Results for the second quarter included:

Operating income decreased 62.4% to $5.8 million
EPS decreased 62.5% to $0.15
Adjusted EBITDA decreased 55.0% to $7.9 million
Comparable store sales decreased 6.3%
Year-to-date results through the second quarter included:

Operating income decreased 69.8% to $12.1 million
EPS decreased 70.2% to $0.31
Adjusted EBITDA decreased 63.0% to $16.5 million
Comparable store sales decreased 6.2%

Bruce Johnson, Chief Executive Officer and President, said, "During the second quarter we observed a highly promotional environment for large appliances.  We chose to not fully follow the promotional activities of other retailers. This had an impact on our top line, and we are disappointed with our comparable store sales decline, but our gross margin dollars were similar to the year-earlier quarter."

"We believe sales were affected by other retailers’ highly promotional activity, including free delivery. In particular, the narrower price difference between Outlet 'as-is' appliances and new, in-box appliances adversely affected sales in our Outlet segment.  As we communicated after the first quarter, our Outlet segment inventory-sourcing activities have continued to improve, which affords us more pricing flexibility to offer great value to our customers. With the improvement in sourcing initiatives and more 'as-is' merchandise, our goal is to drive demonstrably better Outlet sales and gross margin dollars in the second half of the year."

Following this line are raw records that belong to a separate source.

mod attach;
mod cgroup;
mod cli;
mod enumerator;
mod error;
mod image;
mod image_store;
mod launcher;
mod manifest;
mod network;
mod overlay;
mod paths;
mod registry;
mod tarball;

use std::process::exit;

use clap::Parser;
use log::error;

use cli::{Opts, SubCommand};
use error::RuntimeResult;
use launcher::ChildModeArgs;

#[tokio::main]
async fn main() {
    env_logger::init();

    let opts = match Opts::try_parse() {
        Ok(opts) => opts,
        Err(e) => {
            eprintln!("{}", e);
            exit(1);
        }
    };

    if !nix::unistd::geteuid().is_root() {
        eprintln!("you need root privileges to run this program");
        exit(1);
    }

    if let Err(e) = paths::init_dirs() {
        error!("unable to create runtime directories: {}", e);
        exit(1);
    }

    if let Err(e) = dispatch(opts).await {
        error!("{}", e);
        exit(1);
    }
}

async fn dispatch(opts: Opts) -> RuntimeResult<()> {
    match opts.subcmd {
        SubCommand::Run(r) => {
            launcher::run(r.mem, r.swap, r.pids, r.cpus, &r.image, &r.cmd, &r.args).await
        }
        SubCommand::Exec(e) => attach::exec(&e.container_id, &e.cmd, &e.args).await,
        SubCommand::Images => image::print_available_images(),
        SubCommand::Rmi(r) => image::remove_image(&r.image_hash),
        SubCommand::Ps => enumerator::print_running_containers(),
        SubCommand::SetupNetns(a) => launcher::setup_netns(&a.container_id).await,
        SubCommand::SetupVeth(a) => launcher::setup_veth(&a.container_id).await,
        SubCommand::ChildMode(a) => {
            launcher::child_mode(ChildModeArgs {
                mem: a.mem,
                swap: a.swap,
                pids: a.pids,
                cpus: a.cpus,
                image_hash: a.img,
                container_id: a.container_id,
                cmd: a.cmd,
                args: a.args,
            })
            .await
        }
    }
}
//! API route handlers.

use axum::extract::{Multipart, State};
use axum::response::{IntoResponse, Response};
use axum::Json;
use tracing::{debug, info, warn};

use crate::models::{AudioFallbackResponse, ClassifyResponse, HealthResponse, TextRequest};
use crate::state::AppState;

/// GET / - health check.
pub async fn health() -> Json<HealthResponse> {
    Json(HealthResponse {
        status: "grievance engine active",
    })
}

/// POST /predict-category - classify complaint text.
pub async fn predict_category(
    State(state): State<AppState>,
    Json(req): Json<TextRequest>,
) -> Json<ClassifyResponse> {
    debug!(
        description_len = req.description.len(),
        "Classifying complaint text"
    );

    let result = state.engine.classify(&req.description);

    info!(
        category = result.category.name(),
        priority = result.priority.name(),
        "Complaint classified"
    );

    Json(ClassifyResponse::from(result))
}

/// POST /predict-audio - transcribe an uploaded clip, then classify.
///
/// Every failure on this path is absorbed here and answered with the
/// fixed fallback record: the caller always receives a well-formed
/// classification structure, never a raw fault.
pub async fn predict_audio(State(state): State<AppState>, multipart: Multipart) -> Response {
    let audio = match read_audio_field(multipart).await {
        Ok(audio) => audio,
        Err(message) => return audio_fallback(message),
    };

    debug!(bytes = audio.len(), "Received audio upload");

    match state.transcriber.transcribe(&audio).await {
        Ok(text) => {
            info!(chars = text.len(), "Audio transcribed");
            Json(ClassifyResponse::from(state.engine.classify(&text))).into_response()
        }
        Err(err) => audio_fallback(err.to_string()),
    }
}

/// Pulls the bytes of the `file` field out of the multipart body.
async fn read_audio_field(mut multipart: Multipart) -> Result<Vec<u8>, String> {
    loop {
        match multipart.next_field().await {
            Ok(Some(field)) => {
                if field.name() == Some("file") {
                    return match field.bytes().await {
                        Ok(bytes) => Ok(bytes.to_vec()),
                        Err(err) => Err(format!("failed to read audio upload: {err}")),
                    };
                }
                // Unrelated form field, keep scanning.
            }
            Ok(None) => return Err("missing audio file field".to_string()),
            Err(err) => return Err(format!("malformed multipart body: {err}")),
        }
    }
}

fn audio_fallback(message: String) -> Response {
    warn!(error = %message, "Audio request failed, returning fallback record");
    Json(AudioFallbackResponse::from_error(message)).into_response()
}
//! API request and response models.

use nivaran_core::classifier::{Category, ClassificationResult, SentimentLabel};
use nivaran_core::rule_engine::{Priority, ResolutionWindow};
use serde::{Deserialize, Serialize};

/// Response body for GET /.
#[derive(Debug, Serialize)]
pub struct HealthResponse {
    pub status: &'static str,
}

/// Request body for POST /predict-category.
#[derive(Debug, Deserialize)]
pub struct TextRequest {
    /// The complaint text to classify.
    pub description: String,
}

/// Response body for a successful classification.
#[derive(Debug, Serialize)]
pub struct ClassifyResponse {
    pub category: Category,
    pub sentiment: SentimentLabel,
    pub priority: Priority,
    pub estimated_time: ResolutionWindow,
    pub original_text: String,
}

impl From<ClassificationResult> for ClassifyResponse {
    fn from(result: ClassificationResult) -> Self {
        Self {
            category: result.category,
            sentiment: result.sentiment,
            priority: result.priority,
            estimated_time: result.estimated_time,
            original_text: result.original_text,
        }
    }
}

/// Fixed-shape record returned when the audio path fails.
///
/// Unlike [`ClassifyResponse`] it carries no sentiment field, and its
/// `original_text` is always the literal "Audio Error".
#[derive(Debug, Serialize)]
pub struct AudioFallbackResponse {
    pub error: String,
    pub category: Category,
    pub priority: Priority,
    pub estimated_time: ResolutionWindow,
    pub original_text: String,
}

impl AudioFallbackResponse {
    /// Builds the fallback record for a failed audio request.
    pub fn from_error(message: impl Into<String>) -> Self {
        Self {
            error: message.into(),
            category: Category::General,
            priority: Priority::Low,
            estimated_time: ResolutionWindow::Unknown,
            original_text: "Audio Error".to_string(),
        }
    }
}

#[cfg(test)]
mod tests {
    use super::*;

    #[test]
    fn fallback_record_has_fixed_shape() {
        let fallback = AudioFallbackResponse::from_error("decode failed");
        let value = serde_json::to_value(&fallback).unwrap();
        assert_eq!(value["error"], "decode failed");
        assert_eq!(value["category"], "General");
        assert_eq!(value["priority"], "Low");
        assert_eq!(value["estimated_time"], "Unknown");
        assert_eq!(value["original_text"], "Audio Error");
        assert!(value.get("sentiment").is_none());
    }
}
//! Complaint classification for municipal triage.
//!
//! This module maps raw complaint text to a service category, a
//! sentiment label and, together with [`crate::rule_engine`], a
//! priority and resolution window.

mod category;
mod engine;
mod sentiment;

pub use category::{Category, CategoryTable};
pub use engine::{ClassificationEngine, ClassificationResult};
pub use sentiment::{
    LexiconScorer, PolarityScorer, SentimentLabel, NEGATIVE_LABEL_THRESHOLD,
    POSITIVE_LABEL_THRESHOLD,
};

"Our e-commerce revenues totaled $38.3 million for the quarter and grew by 21.5%.  These included sales fulfilled by SHO on Sears.com and our website, Searsoutlet.com, as well as sales completed in our stores on Sears.com but fulfilled by Sears Holdings, for which we received a commission."

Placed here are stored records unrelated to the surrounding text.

//! The text-to-decision classification pipeline.

use serde::Serialize;
use tracing::debug;

use crate::rule_engine::{Priority, PriorityRules, ResolutionWindow};

use super::category::{Category, CategoryTable};
use super::sentiment::{LexiconScorer, PolarityScorer, SentimentLabel};

/// Result of classifying one complaint.
///
/// Immutable once built; `original_text` carries the input string
/// unmodified.
#[derive(Debug, Clone, PartialEq, Serialize)]
pub struct ClassificationResult {
    pub category: Category,
    pub sentiment: SentimentLabel,
    pub priority: Priority,
    pub estimated_time: ResolutionWindow,
    pub original_text: String,
}

/// Classification pipeline: category, sentiment, priority, window.
///
/// The engine holds no mutable state and performs no I/O, so a single
/// instance can be shared behind an `Arc` across any number of request
/// handlers without locking. It is total over its input: any string,
/// including the empty one, produces a valid result.
pub struct ClassificationEngine {
    categories: CategoryTable,
    rules: PriorityRules,
    scorer: Box<dyn PolarityScorer>,
}

impl ClassificationEngine {
    /// Creates an engine with the default lexicon scorer.
    pub fn new() -> Self {
        Self::with_scorer(Box::new(LexiconScorer::new()))
    }

    /// Creates an engine with a custom polarity scorer.
    pub fn with_scorer(scorer: Box<dyn PolarityScorer>) -> Self {
        Self {
            categories: CategoryTable::new(),
            rules: PriorityRules::new(),
            scorer,
        }
    }

    /// Classifies a complaint.
    ///
    /// Empty or whitespace-only text yields General / Neutral / Low /
    /// "Within 1 Week".
    pub fn classify(&self, text: &str) -> ClassificationResult {
        let normalized = text.to_lowercase();

        let category = self.categories.detect(&normalized);
        let polarity = self.scorer.polarity(text);
        let sentiment = SentimentLabel::from_polarity(polarity);
        let priority = self.rules.evaluate(category, polarity, &normalized);
        let estimated_time = priority.resolution_window();

        debug!(
            category = category.name(),
            sentiment = sentiment.name(),
            priority = priority.name(),
            polarity,
            scorer = self.scorer.name(),
            "Complaint classified"
        );

        ClassificationResult {
            category,
            sentiment,
            priority,
            estimated_time,
            original_text: text.to_string(),
        }
    }
}

impl Default for ClassificationEngine {
    fn default() -> Self {
        Self::new()
    }
}

#[cfg(test)]
mod tests {
    use super::*;

    /// Scorer that always returns the same polarity.
    struct FixedScorer(f32);

    impl PolarityScorer for FixedScorer {
        fn polarity(&self, _text: &str) -> f32 {
            self.0
        }

        fn name(&self) -> &'static str {
            "fixed"
        }
    }

    fn engine() -> ClassificationEngine {
        ClassificationEngine::new()
    }

    #[test]
    fn empty_input_gets_the_quiet_defaults() {
        for text in ["", "   ", "\t\n"] {
            let result = engine().classify(text);
            assert_eq!(result.category, Category::General);
            assert_eq!(result.sentiment, SentimentLabel::Neutral);
            assert_eq!(result.priority, Priority::Low);
            assert_eq!(result.estimated_time, ResolutionWindow::WithinWeek);
            assert_eq!(result.original_text, text);
        }
    }

    #[test]
    fn original_text_is_preserved_verbatim() {
        let result = engine().classify("The STREETLIGHT Is Dead");
        assert_eq!(result.original_text, "The STREETLIGHT Is Dead");
        assert_eq!(result.category, Category::Electricity);
    }

    #[test]
    fn electricity_wins_the_cascade_over_water() {
        let result = engine().classify("leak near pole");
        assert_eq!(result.category, Category::Electricity);
    }

    #[test]
    fn cascade_and_urgency_compose() {
        // "pole" decides the category before any Water keyword is
        // reached; "blocked" independently decides the priority.
        let result = engine().classify("blocked pipe leak near pole");
        assert_eq!(result.category, Category::Electricity);
        assert_eq!(result.priority, Priority::High);
    }

    #[test]
    fn urgent_keyword_forces_high_despite_neutral_tone() {
        let result = engine().classify("minor spark near the wire");
        assert_eq!(result.category, Category::Electricity);
        assert_eq!(result.sentiment, SentimentLabel::Neutral);
        assert_eq!(result.priority, Priority::High);
        assert_eq!(result.estimated_time, ResolutionWindow::WithinHour);
    }

    #[test]
    fn police_complaints_dispatch_within_the_hour() {
        let result = engine().classify("someone stole my wallet at the market");
        assert_eq!(result.category, Category::Police);
        assert_eq!(result.priority, Priority::High);
        assert_eq!(result.estimated_time, ResolutionWindow::WithinHour);
    }

    #[test]
    fn strongly_negative_complaint_is_medium() {
        let result = engine().classify("the garbage dump is absolutely horrible and disgusting");
        assert_eq!(result.category, Category::Sanitation);
        assert_eq!(result.sentiment, SentimentLabel::Negative);
        assert_eq!(result.priority, Priority::Medium);
        assert_eq!(result.estimated_time, ResolutionWindow::WithinDay);
    }

    #[test]
    fn mild_complaint_is_low() {
        let result = engine().classify("the street sign near my house has faded");
        assert_eq!(result.category, Category::Roads);
        assert_eq!(result.priority, Priority::Low);
        assert_eq!(result.estimated_time, ResolutionWindow::WithinWeek);
    }

    #[test]
    fn classify_is_idempotent() {
        let e = engine();
        let text = "water leaking from the tap since monday";
        assert_eq!(e.classify(text), e.classify(text));
    }

    #[test]
    fn fixed_scorer_drives_the_medium_rule() {
        let e = ClassificationEngine::with_scorer(Box::new(FixedScorer(-0.7)));
        let result = e.classify("everything here is a mess");
        assert_eq!(result.category, Category::General);
        assert_eq!(result.sentiment, SentimentLabel::Negative);
        assert_eq!(result.priority, Priority::Medium);
    }

    #[test]
    fn fixed_scorer_at_the_threshold_stays_low() {
        let e = ClassificationEngine::with_scorer(Box::new(FixedScorer(-0.5)));
        let result = e.classify("everything here is a mess");
        assert_eq!(result.priority, Priority::Low);
    }

    #[test]
    fn result_serializes_with_wire_field_names() {
        let value = serde_json::to_value(engine().classify("minor spark near the wire")).unwrap();
        assert_eq!(value["category"], "Electricity");
        assert_eq!(value["sentiment"], "Neutral");
        assert_eq!(value["priority"], "High");
        assert_eq!(value["estimated_time"], "Within 1 Hour");
        assert_eq!(value["original_text"], "minor spark near the wire");
    }
}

"We are also encouraged by our cash flow in the quarter, which allowed us to reduce borrowings from $98.1 million at May 3, 2014 to $74.8 million at August 2, 2014."
Second Quarter Results

Net sales in the second quarter of 2014 decreased $18.2 million, or 2.8%, to $638.7 million from the second quarter of 2013. This decrease was driven primarily by a 6.3% decrease in comparable store sales. These decreases were partially offset by new stores (net of closures), higher initial franchise revenues (which were $5.4 million in the second quarter of 2014 compared to $1.8 million in the second quarter of 2013), and higher online commissions earned by SHO on sales of merchandise for home delivery made through www.sears.com, a website owned by Sears Holdings Corporation ($5.2 million in the second quarter of 2014 compared to $2.7 million in the second quarter of 2013). Sears Holdings fulfilled and recorded these online transactions and paid commissions to SHO, which are included in SHO's net sales. In-store sales transacted by SHO and its independent dealers and franchisees through www.sears.com and recorded and fulfilled by Sears Holdings during the second quarter of 2014 were $18.7 million compared to $9.0 million in the second quarter of 2013. As a result, comparable store sales, which measure the increase in sales on transactions fulfilled and recorded by SHO, were unfavorably impacted. Including total sales for online transactions fulfilled





and recorded by Sears Holdings, Adjusted comparable store sales for the second quarter of 2014 decreased 4.6%. Comparable store sales in Hometown were down 5.1% while comparable store sales in Outlet were down 10.4%. Adjusted comparable store sales were down 3.3% in Hometown and down 9.0% in Outlet.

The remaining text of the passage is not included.